> TASK ITEM:
Please transcribe the following records in full, exactly as given.

[DATA LISTING — start]

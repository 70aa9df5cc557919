#[cfg(feature = "gtk4-adapter")]
fn main() {
    use std::rc::Rc;

    use gtk4 as gtk;
    use gtk4::prelude::*;

    use narrative_chart::api::{NarrativeChartConfig, NarrativeChartEngine};
    use narrative_chart::core::{InteractionSnapshot, SceneBatch, SceneRef};
    use narrative_chart::platform_gtk::NarrativeChartWidget;
    use narrative_chart::render::CairoRenderer;

    fn demo_batch() -> narrative_chart::ChartResult<SceneBatch> {
        let snapshots = (0..8)
            .map(|scene| {
                let closeness = f64::from(scene) / 7.0;
                InteractionSnapshot::from_weights([
                    ("Alice", "Bob", 1.0 - closeness),
                    ("Alice", "Carol", closeness),
                    ("Bob", "Carol", 0.5),
                ])
            })
            .collect::<narrative_chart::ChartResult<Vec<_>>>()?;

        Ok(SceneBatch::new()
            .with_trajectory(
                "Alice",
                &[(0, 0), (1, 1), (2, 1), (3, 2), (4, 2), (5, 3), (6, 3), (7, 3)],
            )
            .with_trajectory(
                "Bob",
                &[(0, 1), (1, 0), (2, 0), (3, 0), (4, 1), (5, 1), (6, 0), (7, 0)],
            )
            .with_trajectory(
                "Carol",
                &[(0, 3), (1, 3), (2, 2), (3, 3), (4, 3), (5, 2), (6, 2), (7, 2)],
            )
            .with_snapshots(snapshots)
            .with_scene_refs((0..8).map(|scene| SceneRef::new(scene % 2 == 0, scene)).collect()))
    }

    let app = gtk::Application::builder()
        .application_id("rs.narrative_chart.demos.basic")
        .build();

    app.connect_activate(|app| {
        let config = NarrativeChartConfig::default().with_display(true, true);
        let engine = match CairoRenderer::new(900, 420)
            .and_then(|renderer| NarrativeChartEngine::new(renderer, config))
        {
            Ok(v) => v,
            Err(err) => {
                eprintln!("failed to initialize engine: {err}");
                return;
            }
        };

        let chart = Rc::new(NarrativeChartWidget::new(engine));
        if let Err(err) = demo_batch().and_then(|batch| chart.load_scenes(&batch)) {
            eprintln!("failed to load demo scenes: {err}");
            return;
        }

        let play = gtk::Button::with_label("Play");
        let pause = gtk::Button::with_label("Pause");
        let stop = gtk::Button::with_label("Stop");
        {
            let chart = Rc::clone(&chart);
            play.connect_clicked(move |_| chart.play());
        }
        {
            let chart = Rc::clone(&chart);
            pause.connect_clicked(move |_| chart.pause());
        }
        {
            let chart = Rc::clone(&chart);
            stop.connect_clicked(move |_| chart.stop());
        }

        let controls = gtk::Box::new(gtk::Orientation::Horizontal, 6);
        controls.append(&play);
        controls.append(&pause);
        controls.append(&stop);

        let layout = gtk::Box::new(gtk::Orientation::Vertical, 6);
        layout.append(&controls);
        layout.append(chart.widget());

        let window = gtk::ApplicationWindow::builder()
            .application(app)
            .title("narrative-chart | demo")
            .default_width(900)
            .default_height(420)
            .build();
        window.set_child(Some(&layout));
        window.present();
    });

    let _ = app.run();
}

#[cfg(not(feature = "gtk4-adapter"))]
fn main() {
    println!("run with: cargo run --features desktop --example gtk_narrative_chart");
}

[DATA LISTING — finish]

> SOLUTION TO THIS TASK:
repository 70aa9df5cc557919
#[cfg(feature = "gtk4-adapter")]
fn main() {
    use std::rc::Rc;

    use gtk4 as gtk;
    use gtk4::prelude::*;

    use narrative_chart::api::{NarrativeChartConfig, NarrativeChartEngine};
    use narrative_chart::core::{InteractionSnapshot, SceneBatch, SceneRef};
    use narrative_chart::platform_gtk::NarrativeChartWidget;
    use narrative_chart::render::CairoRenderer;

    fn demo_batch() -> narrative_chart::ChartResult<SceneBatch> {
        let snapshots = (0..8)
            .map(|scene| {
                let closeness = f64::from(scene) / 7.0;
                InteractionSnapshot::from_weights([
                    ("Alice", "Bob", 1.0 - closeness),
                    ("Alice", "Carol", closeness),
                    ("Bob", "Carol", 0.5),
                ])
            })
            .collect::<narrative_chart::ChartResult<Vec<_>>>()?;

        Ok(SceneBatch::new()
            .with_trajectory(
                "Alice",
                &[(0, 0), (1, 1), (2, 1), (3, 2), (4, 2), (5, 3), (6, 3), (7, 3)],
            )
            .with_trajectory(
                "Bob",
                &[(0, 1), (1, 0), (2, 0), (3, 0), (4, 1), (5, 1), (6, 0), (7, 0)],
            )
            .with_trajectory(
                "Carol",
                &[(0, 3), (1, 3), (2, 2), (3, 3), (4, 3), (5, 2), (6, 2), (7, 2)],
            )
            .with_snapshots(snapshots)
            .with_scene_refs((0..8).map(|scene| SceneRef::new(scene % 2 == 0, scene)).collect()))
    }

    let app = gtk::Application::builder()
        .application_id("rs.narrative_chart.demos.basic")
        .build();

    app.connect_activate(|app| {
        let config = NarrativeChartConfig::default().with_display(true, true);
        let engine = match CairoRenderer::new(900, 420)
            .and_then(|renderer| NarrativeChartEngine::new(renderer, config))
        {
            Ok(v) => v,
            Err(err) => {
                eprintln!("failed to initialize engine: {err}");
                return;
            }
        };

        let chart = Rc::new(NarrativeChartWidget::new(engine));
        if let Err(err) = demo_batch().and_then(|batch| chart.load_scenes(&batch)) {
            eprintln!("failed to load demo scenes: {err}");
            return;
        }

        let play = gtk::Button::with_label("Play");
        let pause = gtk::Button::with_label("Pause");
        let stop = gtk::Button::with_label("Stop");
        {
            let chart = Rc::clone(&chart);
            play.connect_clicked(move |_| chart.play());
        }
        {
            let chart = Rc::clone(&chart);
            pause.connect_clicked(move |_| chart.pause());
        }
        {
            let chart = Rc::clone(&chart);
            stop.connect_clicked(move |_| chart.stop());
        }

        let controls = gtk::Box::new(gtk::Orientation::Horizontal, 6);
        controls.append(&play);
        controls.append(&pause);
        controls.append(&stop);

        let layout = gtk::Box::new(gtk::Orientation::Vertical, 6);
        layout.append(&controls);
        layout.append(chart.widget());

        let window = gtk::ApplicationWindow::builder()
            .application(app)
            .title("narrative-chart | demo")
            .default_width(900)
            .default_height(420)
            .build();
        window.set_child(Some(&layout));
        window.present();
    });

    let _ = app.run();
}

#[cfg(not(feature = "gtk4-adapter"))]
fn main() {
    println!("run with: cargo run --features desktop --example gtk_narrative_chart");
}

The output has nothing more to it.